**Work instruction**:
In the listing below, start your output at the line with "service layer before" and end it after the line with "if the insert", copying every line exactly.

**Extracted records**:

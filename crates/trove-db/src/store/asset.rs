//! Asset store: plain CRUD over asset records.
//!
//! No business rules here; authorization happens in the service layer before
//! any of these operations run.

use diesel::prelude::*;

use crate::db::schema;
use crate::error::DbResult;
use crate::model::asset::{Asset, AssetChanges, NewAsset};

/// ## Errors
/// Returns a database error if the insert fails (including a missing owner,
/// rejected by the foreign key).
pub fn create(conn: &mut SqliteConnection, new_asset: &NewAsset<'_>) -> DbResult<Asset> {
    Ok(diesel::insert_into(schema::asset::table)
        .values(new_asset)
        .returning(Asset::as_select())
        .get_result(conn)?)
}

/// ## Errors
/// Returns a database error if the query fails.
pub fn find_by_id(conn: &mut SqliteConnection, asset_id: &str) -> DbResult<Option<Asset>> {
    Ok(schema::asset::table
        .find(asset_id)
        .select(Asset::as_select())
        .first(conn)
        .optional()?)
}

/// ## Summary
/// Replaces name and description in one atomic statement. Ownership is not
/// part of the changeset and cannot be altered here.
///
/// ## Errors
/// Returns a database error if the update fails.
pub fn update(
    conn: &mut SqliteConnection,
    asset_id: &str,
    changes: &AssetChanges<'_>,
) -> DbResult<Asset> {
    Ok(diesel::update(schema::asset::table.find(asset_id))
        .set(changes)
        .returning(Asset::as_select())
        .get_result(conn)?)
}

/// ## Summary
/// Deletes an asset, returning the number of affected rows so callers can
/// distinguish a missing record.
///
/// ## Errors
/// Returns a database error if the delete fails.
pub fn delete(conn: &mut SqliteConnection, asset_id: &str) -> DbResult<usize> {
    Ok(diesel::delete(schema::asset::table.find(asset_id)).execute(conn)?)
}

/// ## Errors
/// Returns a database error if the query fails.
pub fn list_all(conn: &mut SqliteConnection) -> DbResult<Vec<Asset>> {
    Ok(schema::asset::table
        .order((schema::asset::created_at.asc(), schema::asset::id.asc()))
        .select(Asset::as_select())
        .load(conn)?)
}

/// ## Errors
/// Returns a database error if the query fails.
pub fn list_by_owner(conn: &mut SqliteConnection, owner_id: &str) -> DbResult<Vec<Asset>> {
    Ok(schema::asset::table
        .filter(schema::asset::owner_id.eq(owner_id))
        .order((schema::asset::created_at.asc(), schema::asset::id.asc()))
        .select(Asset::as_select())
        .load(conn)?)
}
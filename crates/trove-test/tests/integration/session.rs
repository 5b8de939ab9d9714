//! Session lifecycle: establish, resolve, logout, and stale bindings.

use trove_service::auth::{AuthService, SessionContext, require_current, resolve_current};
use trove_service::error::ServiceError;

use super::helpers::{TEST_PASSWORD, TestDb, auth_service, register};

#[test_log::test]
fn login_establishes_resolvable_identity() {
    let db = TestDb::new().expect("Failed to create test database");
    let service = auth_service();
    let alice = register(&db, &service, "alice");

    let grant = service
        .login(&mut db.conn(), &alice.email, TEST_PASSWORD)
        .expect("Login failed");

    let mut ctx = SessionContext::anonymous();
    assert!(
        resolve_current(&mut db.conn(), &ctx)
            .expect("Resolution failed")
            .is_none()
    );

    ctx.establish(&grant);
    let current = require_current(&mut db.conn(), &ctx).expect("Resolution failed");
    assert_eq!(current.id, alice.id);
    assert_eq!(current.email, alice.email);
}

#[test_log::test]
fn logout_is_idempotent_and_drops_identity() {
    let db = TestDb::new().expect("Failed to create test database");
    let service = auth_service();
    let alice = register(&db, &service, "alice");

    let grant = service
        .login(&mut db.conn(), &alice.email, TEST_PASSWORD)
        .expect("Login failed");

    let mut ctx = SessionContext::anonymous();
    ctx.establish(&grant);
    assert!(ctx.is_authenticated());

    AuthService::logout(&mut ctx);
    AuthService::logout(&mut ctx);
    assert!(!ctx.is_authenticated());

    let err = require_current(&mut db.conn(), &ctx).expect_err("Identity must be gone");
    assert!(matches!(err, ServiceError::NotAuthenticated));
}

#[test_log::test]
fn stale_binding_resolves_to_none() {
    let db = TestDb::new().expect("Failed to create test database");

    let mut ctx = SessionContext::anonymous();
    ctx.establish(&trove_service::auth::SessionGrant {
        account_id: "deleted-account".to_string(),
        issued_at: chrono::Utc::now(),
    });

    assert!(
        resolve_current(&mut db.conn(), &ctx)
            .expect("Resolution failed")
            .is_none()
    );
    let err = require_current(&mut db.conn(), &ctx).expect_err("Stale identity must fail");
    assert!(matches!(err, ServiceError::NotAuthenticated));
}
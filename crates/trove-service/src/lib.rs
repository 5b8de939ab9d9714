//! Business logic for the Trove asset registry: registration and login
//! orchestration, lockout, session identity, and the authorization rules
//! gating every account and asset operation.

pub mod account;
pub mod asset;
pub mod auth;
pub mod error;
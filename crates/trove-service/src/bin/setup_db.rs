//! Operator utility: prepare the configured database by creating the
//! connection pool and applying any pending migrations.

use anyhow::Result;

use trove_core::config::load_config;
use trove_core::logging;
use trove_db::db::connection::{create_pool, run_migrations};

fn main() -> Result<()> {
    let config = load_config()?;
    logging::init(&config.logging);

    let pool = create_pool(&config.database.url, config.database.max_connections.into())?;
    let mut conn = pool.get()?;
    run_migrations(&mut conn)?;

    tracing::info!(url = %config.database.url, "Database ready");

    Ok(())
}
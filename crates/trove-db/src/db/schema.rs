diesel::table! {
    account (id) {
        id -> Text,
        email -> Text,
        first_name -> Text,
        last_name -> Text,
        password_hash -> Text,
        is_admin -> Bool,
        failed_login_count -> Integer,
        created_at -> Timestamp,
    }
}

diesel::table! {
    asset (id) {
        id -> Text,
        owner_id -> Text,
        name -> Text,
        description -> Text,
        created_at -> Timestamp,
        updated_at -> Timestamp,
    }
}

diesel::joinable!(asset -> account (owner_id));

diesel::allow_tables_to_appear_in_same_query!(account, asset);
//! Integration test crate. All tests live under `tests/`; this library
//! intentionally exports nothing.
use crate::error::DbResult;

pub mod connection;
pub mod schema;

/// Source of pooled database connections, so services can be handed a pool
/// handle rather than reaching for ambient globals.
pub trait DbProvider: Send + Sync {
    /// ## Errors
    /// Returns a pool error if no connection can be checked out.
    fn get_connection(&self) -> DbResult<connection::DbConnection>;
}
//! Integration tests: full flows through the service layer against a real
//! pooled SQLite database.

mod helpers;

mod auth_flow;
mod lockout;
mod session;
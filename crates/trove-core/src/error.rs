use thiserror::Error;

/// Core error type with minimal dependencies
#[derive(Error, Debug)]
pub enum CoreError {
    #[error("Configuration error: {0}")]
    ConfigError(#[from] config::ConfigError),

    #[error("Invalid configuration: {0}")]
    InvalidConfiguration(String),
}

pub type CoreResult<T> = std::result::Result<T, CoreError>;
use diesel::prelude::*;
use serde::{Deserialize, Serialize};

use crate::db::schema;

/// A registered identity. The credential store is the only writer; services
/// mutate accounts exclusively through its operations.
#[derive(
    Debug, Clone, PartialEq, Eq, Hash, Identifiable, Queryable, Selectable, Serialize, Deserialize,
)]
#[diesel(table_name = schema::account)]
#[diesel(check_for_backend(diesel::sqlite::Sqlite))]
pub struct Account {
    pub id: String,
    pub email: String,
    pub first_name: String,
    pub last_name: String,
    /// Argon2 PHC string. Skipped when serializing so it never reaches a
    /// response body or log sink.
    #[serde(skip)]
    pub password_hash: String,
    pub is_admin: bool,
    pub failed_login_count: i32,
    pub created_at: chrono::NaiveDateTime,
}

#[derive(Debug, Clone, PartialEq, Eq, Hash, Insertable)]
#[diesel(table_name = schema::account)]
pub struct NewAccount<'a> {
    pub id: &'a str,
    pub email: &'a str,
    pub first_name: &'a str,
    pub last_name: &'a str,
    pub password_hash: &'a str,
    pub is_admin: bool,
}
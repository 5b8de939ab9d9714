use thiserror::Error;

/// Database layer errors
#[derive(Error, Debug)]
pub enum DbError {
    #[error("Database error: {0}")]
    DatabaseError(#[from] diesel::result::Error),

    #[error("Pool error: {0}")]
    PoolError(#[from] diesel::r2d2::PoolError),

    #[error("Migration error: {0}")]
    MigrationError(String),

    /// An insert lost the race for an email address. Callers must translate
    /// this into a generic user-facing failure.
    #[error("Email address is already registered")]
    DuplicateEmail,
}

pub type DbResult<T> = std::result::Result<T, DbError>;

**Result for this exercise**:
//! No business rules here; authorization happens in the service layer before
//! any of these operations run.

use diesel::prelude::*;

use crate::db::schema;
use crate::error::DbResult;
use crate::model::asset::{Asset, AssetChanges, NewAsset};

/// ## Errors
/// Returns a database error if the insert fails (including a missing owner,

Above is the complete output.